— Stored entries —
___

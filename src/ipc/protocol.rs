// Alarm/command messages exchanged between the master and its workers

use crate::error::{VigilError, Result};
use serde::{Deserialize, Serialize};

/// A one-shot message between the master and a worker.
///
/// The three alarm kinds travel worker → master and describe the health of
/// the worker identified by `process_id`; `Terminate` travels master → worker
/// and asks that worker to drain and exit.
#[derive(Debug, Clone, Copy, PartialEq, Eq, Hash, Serialize, Deserialize)]
#[serde(tag = "kind", rename_all = "snake_case")]
pub enum AlarmMessage {
    /// Resident memory crossed the hard ceiling
    MemoryAlarm { process_id: u32 },
    /// A forced relief attempt could not reclaim enough memory
    GcIneffectiveAlarm { process_id: u32 },
    /// The hosted service failed in a way it could not recover from
    ExceptionAlarm { process_id: u32 },
    /// Drain and exit
    Terminate { process_id: u32 },
}

impl AlarmMessage {
    /// OS process id of the worker the message concerns
    pub fn process_id(&self) -> u32 {
        match *self {
            AlarmMessage::MemoryAlarm { process_id }
            | AlarmMessage::GcIneffectiveAlarm { process_id }
            | AlarmMessage::ExceptionAlarm { process_id }
            | AlarmMessage::Terminate { process_id } => process_id,
        }
    }

    /// True for the worker → master health alarms
    pub fn is_alarm(&self) -> bool {
        !matches!(self, AlarmMessage::Terminate { .. })
    }

    pub fn kind(&self) -> &'static str {
        match self {
            AlarmMessage::MemoryAlarm { .. } => "memory alarm",
            AlarmMessage::GcIneffectiveAlarm { .. } => "gc-ineffective alarm",
            AlarmMessage::ExceptionAlarm { .. } => "exception alarm",
            AlarmMessage::Terminate { .. } => "terminate",
        }
    }

    /// Encode as a single JSON line (without the trailing newline)
    pub fn encode(&self) -> Result<String> {
        serde_json::to_string(self).map_err(|e| {
            VigilError::ProtocolError(format!("Failed to serialize message: {}", e))
        })
    }

    /// Decode one JSON line
    pub fn decode(line: &str) -> Result<Self> {
        serde_json::from_str(line.trim()).map_err(|e| {
            VigilError::ProtocolError(format!("Failed to deserialize message: {}", e))
        })
    }
}

impl std::fmt::Display for AlarmMessage {
    fn fmt(&self, f: &mut std::fmt::Formatter<'_>) -> std::fmt::Result {
        write!(f, "{} for process {}", self.kind(), self.process_id())
    }
}
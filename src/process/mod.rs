// Process module - worker pool supervision on the master side

pub mod restart;
pub mod spawner;
pub mod supervisor;
pub mod types;

pub use restart::{RespawnPolicy, RespawnTracker};
pub use spawner::{ProcessSpawner, SpawnedWorker, WorkerSpawner, WORKER_NAME_ENV};
pub use supervisor::Supervisor;
pub use types::{SupervisorEvent, WorkerHandle};

/// Number of CPUs available to this process, at least one
pub fn available_cpus() -> usize {
    std::thread::available_parallelism()
        .map(|n| n.get())
        .unwrap_or(1)
}
// Line echo service run as a vigil cluster

use anyhow::Context;
use clap::Parser;
use std::net::SocketAddr;
use std::path::PathBuf;
use tokio::io::{AsyncBufReadExt, AsyncWriteExt, BufReader};
use tokio::net::{TcpListener, TcpSocket, TcpStream};
use tokio::task::JoinSet;
use tracing::{debug, info, warn};
use vigil::worker::{ExceptionReporter, ServiceContext, ShutdownSignal};
use vigil::{Cluster, ClusterConfig, VigilError};

/// vigil-echo - a TCP line echo served by a pool of supervised workers
#[derive(Parser)]
#[command(name = "vigil-echo")]
#[command(version, about, long_about = None)]
struct Args {
    /// Cluster configuration file (TOML or JSON)
    #[arg(short, long)]
    config: Option<PathBuf>,

    /// Address every worker listens on
    #[arg(short, long, default_value = "127.0.0.1:7878")]
    listen: SocketAddr,

    /// Override the configured number of workers (0 = one per CPU)
    #[arg(short, long)]
    workers: Option<usize>,
}

#[tokio::main]
async fn main() -> anyhow::Result<()> {
    let args = Args::parse();

    let mut config = match args.config {
        Some(ref path) => ClusterConfig::from_file(path)
            .with_context(|| format!("Failed to load {}", path.display()))?,
        None => ClusterConfig::default(),
    };
    if let Some(workers) = args.workers {
        config.thresholds.pool_size = workers;
    }

    let listen = args.listen;
    Cluster::new(config)
        .run(move |ctx| serve(ctx, listen))
        .await?;

    Ok(())
}

/// Accept until told to stop, then wait for open connections to finish
async fn serve(mut ctx: ServiceContext, listen: SocketAddr) -> vigil::Result<()> {
    let listener = bind(listen)?;
    info!("Worker {} listening on {}", ctx.pid(), listen);

    let mut connections = JoinSet::new();
    loop {
        tokio::select! {
            _ = ctx.shutdown() => break,
            accepted = listener.accept() => match accepted {
                Ok((stream, peer)) => {
                    debug!("Worker {} accepted {}", ctx.pid(), peer);
                    connections.spawn(echo(stream, ctx.shutdown_signal(), ctx.exceptions()));
                }
                Err(e) => warn!("Worker {} failed to accept: {}", ctx.pid(), e),
            },
            Some(result) = connections.join_next() => {
                if let Err(e) = result {
                    ctx.report_exception(format!("connection task failed: {}", e));
                }
            }
        }
    }

    // Stop accepting: the socket closes, peers go to the other workers
    drop(listener);
    info!(
        "Worker {} draining {} open connection(s)",
        ctx.pid(),
        connections.len()
    );

    while let Some(result) = connections.join_next().await {
        if let Err(e) = result {
            warn!("Connection task failed during drain: {}", e);
        }
    }

    Ok(())
}

fn bind(addr: SocketAddr) -> vigil::Result<TcpListener> {
    let socket = match addr {
        SocketAddr::V4(_) => TcpSocket::new_v4()?,
        SocketAddr::V6(_) => TcpSocket::new_v6()?,
    };
    // Every worker binds the same port
    socket.set_reuseaddr(true)?;
    socket.set_reuseport(true)?;
    socket
        .bind(addr)
        .map_err(|e| VigilError::ServiceError(format!("Failed to bind {}: {}", addr, e)))?;
    Ok(socket.listen(1024)?)
}

/// Echo lines back; a connection finishes its current line once draining starts
async fn echo(stream: TcpStream, mut shutdown: ShutdownSignal, exceptions: ExceptionReporter) {
    let (reader, mut writer) = stream.into_split();
    let mut lines = BufReader::new(reader).lines();

    loop {
        let line = tokio::select! {
            _ = shutdown.recv() => break,
            line = lines.next_line() => line,
        };

        match line {
            Ok(Some(line)) if line.trim() == "fail" => {
                exceptions.report("client requested a failure");
                break;
            }
            Ok(Some(line)) => {
                let reply = format!("{}\n", line);
                if writer.write_all(reply.as_bytes()).await.is_err() {
                    break;
                }
            }
            Ok(None) => break,
            Err(e) => {
                debug!("Connection read failed: {}", e);
                break;
            }
        }
    }
}
use crate::config::ClusterConfig;
use crate::error::{Result, VigilError};
use crate::ipc::{AlarmChannel, AlarmMessage, AlarmReceiver, AlarmSender};
use crate::worker::drain::{DrainController, HostedService, TerminationKind};
use crate::worker::monitor::WorkerMonitor;
use std::fmt::Display;
use std::future::{pending, Future};
use tokio::sync::{mpsc, watch};
use tokio::task::JoinError;
use tracing::{debug, error, info, warn};

/// Resolves once the hosted service must stop accepting new work
#[derive(Debug, Clone)]
pub struct ShutdownSignal(watch::Receiver<bool>);

impl ShutdownSignal {
    /// Wait for the signal; returns at once if it already fired
    pub async fn recv(&mut self) {
        // A dropped sender means the runtime is gone, which is a stop too
        let _ = self.0.wait_for(|stop| *stop).await;
    }

    pub fn is_triggered(&self) -> bool {
        *self.0.borrow()
    }
}

/// Lets the hosted service report failures it cannot recover from
#[derive(Debug, Clone)]
pub struct ExceptionReporter(mpsc::UnboundedSender<String>);

impl ExceptionReporter {
    /// Raise an exception alarm for this worker
    pub fn report(&self, error: impl Display) {
        if self.0.send(error.to_string()).is_err() {
            debug!("Exception reported after the worker runtime stopped: {}", error);
        }
    }
}

/// Handed to the application's service-start callback
#[derive(Debug)]
pub struct ServiceContext {
    pid: u32,
    name: String,
    shutdown: ShutdownSignal,
    exceptions: ExceptionReporter,
}

impl ServiceContext {
    pub fn pid(&self) -> u32 {
        self.pid
    }

    pub fn name(&self) -> &str {
        &self.name
    }

    /// Resolves when the service must stop accepting new work
    pub async fn shutdown(&mut self) {
        self.shutdown.recv().await
    }

    pub fn shutdown_signal(&self) -> ShutdownSignal {
        self.shutdown.clone()
    }

    pub fn exceptions(&self) -> ExceptionReporter {
        self.exceptions.clone()
    }

    pub fn report_exception(&self, error: impl Display) {
        self.exceptions.report(error)
    }
}

/// Flips the service's shutdown signal
struct ServiceStopper(watch::Sender<bool>);

impl HostedService for ServiceStopper {
    fn stop_accepting(&mut self) {
        self.0.send_replace(true);
    }
}

/// Run the worker side of the cluster until the drain completes
///
/// The service started by `start` runs on its own task; its future
/// completing is the drained signal. Memory checks, master commands,
/// reported exceptions and the local `stop` future are multiplexed here
/// until a drain begins, then the service is raced against the grace
/// period. An invalid `config` is rejected before the service starts.
pub async fn run_worker<Stop, Start, Fut>(
    config: &ClusterConfig,
    mut monitor: WorkerMonitor,
    channel: AlarmChannel,
    stop: Stop,
    start: Start,
) -> Result<TerminationKind>
where
    Stop: Future<Output = ()>,
    Start: FnOnce(ServiceContext) -> Fut,
    Fut: Future<Output = Result<()>> + Send + 'static,
{
    config.validate()?;

    let pid = monitor.pid();
    let (stop_tx, stop_rx) = watch::channel(false);
    let (exceptions_tx, mut exceptions_rx) = mpsc::unbounded_channel();

    let context = ServiceContext {
        pid,
        name: config.name.clone(),
        shutdown: ShutdownSignal(stop_rx),
        exceptions: ExceptionReporter(exceptions_tx),
    };
    let mut service = tokio::spawn(start(context));

    let mut drain = DrainController::new(
        pid,
        config.thresholds.shutdown_grace(),
        ServiceStopper(stop_tx),
    );
    let (mut sender, mut receiver) = channel.into_split();
    let mut ticker = monitor.ticker();

    let mut service_finished = false;
    let mut stop_fired = false;
    tokio::pin!(stop);

    info!("Worker {} of service {} started", pid, config.name);

    while !drain.is_draining() {
        tokio::select! {
            _ = ticker.tick() => {
                let outcome = monitor.check();
                if let Some(alarm) = outcome.alarm(pid) {
                    raise(&mut sender, alarm).await;
                }
            }
            message = receiver.recv() => match message {
                Ok(Some(message)) => {
                    drain.on_command(&message);
                }
                Ok(None) => {
                    drain.begin("master channel closed");
                }
                Err(VigilError::ProtocolError(e)) => {
                    debug!("Worker {} dropping malformed command: {}", pid, e);
                }
                Err(e) => {
                    drain.begin(&format!("master channel failed: {}", e));
                }
            },
            Some(reason) = exceptions_rx.recv() => {
                error!("Worker {} service raised an exception: {}", pid, reason);
                raise(&mut sender, AlarmMessage::ExceptionAlarm { process_id: pid }).await;
            }
            result = &mut service, if !service_finished => {
                service_finished = true;
                log_service_exit(pid, result, false);
                raise(&mut sender, AlarmMessage::ExceptionAlarm { process_id: pid }).await;
            }
            _ = &mut stop, if !stop_fired => {
                stop_fired = true;
                drain.begin("stop signal received");
            }
        }
    }

    let drained = async {
        if service_finished {
            return;
        }
        tokio::select! {
            result = &mut service => log_service_exit(pid, result, true),
            _ = absorb_commands(&mut receiver, pid) => {}
        }
    };

    let kind = drain.await_termination(drained).await?;
    if kind == TerminationKind::Forced {
        service.abort();
    }

    // Dropping the channel disconnects from the master
    drop(sender);
    drop(receiver);

    Ok(kind)
}

async fn raise(sender: &mut AlarmSender, alarm: AlarmMessage) {
    info!("Raising {}", alarm);
    if let Err(e) = sender.send(alarm).await {
        warn!("Failed to send {}: {}", alarm, e);
    }
}

/// Read and drop commands while draining; never completes
async fn absorb_commands(receiver: &mut AlarmReceiver, pid: u32) {
    loop {
        match receiver.recv().await {
            Ok(Some(message)) => debug!("Worker {} draining, ignoring {}", pid, message),
            Err(VigilError::ProtocolError(_)) => continue,
            Ok(None) | Err(_) => break,
        }
    }
    pending::<()>().await
}

fn log_service_exit(pid: u32, result: std::result::Result<Result<()>, JoinError>, draining: bool) {
    match result {
        Ok(Ok(())) if draining => debug!("Worker {} service drained", pid),
        Ok(Ok(())) => warn!("Worker {} service stopped on its own", pid),
        Ok(Err(e)) => error!("Worker {} service failed: {}", pid, e),
        Err(e) if e.is_panic() => error!("Worker {} service panicked", pid),
        Err(e) => error!("Worker {} service task failed: {}", pid, e),
    }
}
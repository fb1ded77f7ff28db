// Worker module - memory self-monitoring and graceful drain inside each worker

pub mod drain;
pub mod monitor;
pub mod relief;
pub mod runtime;
pub mod sampler;

pub use drain::{DrainController, DrainPhase, HostedService, TerminationKind};
pub use monitor::{TickOutcome, WorkerMonitor};
pub use relief::{AllocatorTrim, MemoryRelief, ReliefChain, ReliefFn};
pub use runtime::{run_worker, ExceptionReporter, ServiceContext, ShutdownSignal};
pub use sampler::{MemorySample, MemorySampler, ProcessSampler};
// Cluster entry point - one binary, master or worker role

use crate::config::ClusterConfig;
use crate::error::{Result, VigilError};
use crate::ipc::{AlarmChannel, CHANNEL_FD_ENV};
use crate::logging;
use crate::process::{ProcessSpawner, Supervisor, WORKER_NAME_ENV};
use crate::worker::{
    run_worker, AllocatorTrim, MemoryRelief, ProcessSampler, ReliefChain, ServiceContext,
    WorkerMonitor,
};
use std::future::Future;
use std::path::Path;
use tokio::signal::unix::{signal, SignalKind};
use tracing::{debug, info};

/// A pool of worker processes running the same service
///
/// The master re-executes the current binary for every worker; the
/// inherited alarm channel tells the two roles apart.
pub struct Cluster {
    config: ClusterConfig,
    relief: ReliefChain,
}

impl Cluster {
    pub fn new(config: ClusterConfig) -> Self {
        Self {
            config,
            relief: ReliefChain::new().with(AllocatorTrim),
        }
    }

    pub fn from_file(path: &Path) -> Result<Self> {
        Ok(Self::new(ClusterConfig::from_file(path)?))
    }

    /// Add a relief hook run after the allocator trim
    pub fn with_relief(mut self, hook: impl MemoryRelief + 'static) -> Self {
        self.relief.push(Box::new(hook));
        self
    }

    pub fn config(&self) -> &ClusterConfig {
        &self.config
    }

    /// True when this process was spawned as a worker
    pub fn is_worker() -> bool {
        std::env::var_os(CHANNEL_FD_ENV).is_some()
    }

    /// Run in whichever role this process has
    ///
    /// In the master this returns after the pool has been shut down. In a
    /// worker `start` is called with the service context and the process
    /// exits once the service has drained. An invalid configuration is
    /// rejected before either role starts.
    pub async fn run<Start, Fut>(self, start: Start) -> Result<()>
    where
        Start: FnOnce(ServiceContext) -> Fut,
        Fut: Future<Output = Result<()>> + Send + 'static,
    {
        self.config.validate()?;
        let guard = logging::init(&self.config)?;

        match AlarmChannel::from_env()? {
            None => self.run_master().await,
            Some(channel) => {
                self.run_worker(channel, start).await?;
                drop(guard);
                std::process::exit(0)
            }
        }
    }

    async fn run_master(self) -> Result<()> {
        info!(
            "Starting master {} for service {}",
            std::process::id(),
            self.config.name
        );

        let spawner = ProcessSpawner::current_exe(&self.config.name)?;
        let mut supervisor = Supervisor::new(self.config, spawner);
        supervisor.run().await
    }

    async fn run_worker<Start, Fut>(mut self, channel: AlarmChannel, start: Start) -> Result<()>
    where
        Start: FnOnce(ServiceContext) -> Fut,
        Fut: Future<Output = Result<()>> + Send + 'static,
    {
        if let Ok(name) = std::env::var(WORKER_NAME_ENV) {
            self.config.name = name;
        }
        set_title(&self.config.name);

        let mut sigterm = signal(SignalKind::terminate()).map_err(|e| {
            VigilError::SignalError(format!("Failed to install SIGTERM handler: {}", e))
        })?;
        let mut sigint = signal(SignalKind::interrupt()).map_err(|e| {
            VigilError::SignalError(format!("Failed to install SIGINT handler: {}", e))
        })?;
        let stop = async move {
            tokio::select! {
                _ = sigterm.recv() => {}
                _ = sigint.recv() => {}
            }
        };

        let monitor = WorkerMonitor::new(
            std::process::id(),
            self.config.thresholds.clone(),
            ProcessSampler::current(),
            self.relief,
        );

        let kind = run_worker(&self.config, monitor, channel, stop, start).await?;
        info!("Worker {} exiting after {:?} termination", std::process::id(), kind);
        Ok(())
    }
}

/// Name the calling thread after the service, so the worker shows up by
/// name in `ps` and `top`. Linux truncates it to 15 bytes.
#[cfg(target_os = "linux")]
fn set_title(name: &str) {
    let title = match std::ffi::CString::new(name) {
        Ok(title) => title,
        Err(e) => {
            debug!("Not setting process title '{}': {}", name, e);
            return;
        }
    };
    if let Err(e) = nix::sys::prctl::set_name(&title) {
        debug!("Failed to set process title '{}': {}", name, e);
    }
}

#[cfg(not(target_os = "linux"))]
fn set_title(name: &str) {
    debug!("Process titles are not supported here, keeping name for '{}'", name);
}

___

— WHAT YOU HAVE TO DO —
Which lines hold the string "Resolves"? Copy all of them from the data above.

— ANSWER BOX —
/// Resolves once the hosted service must stop accepting new work
    /// Resolves when the service must stop accepting new work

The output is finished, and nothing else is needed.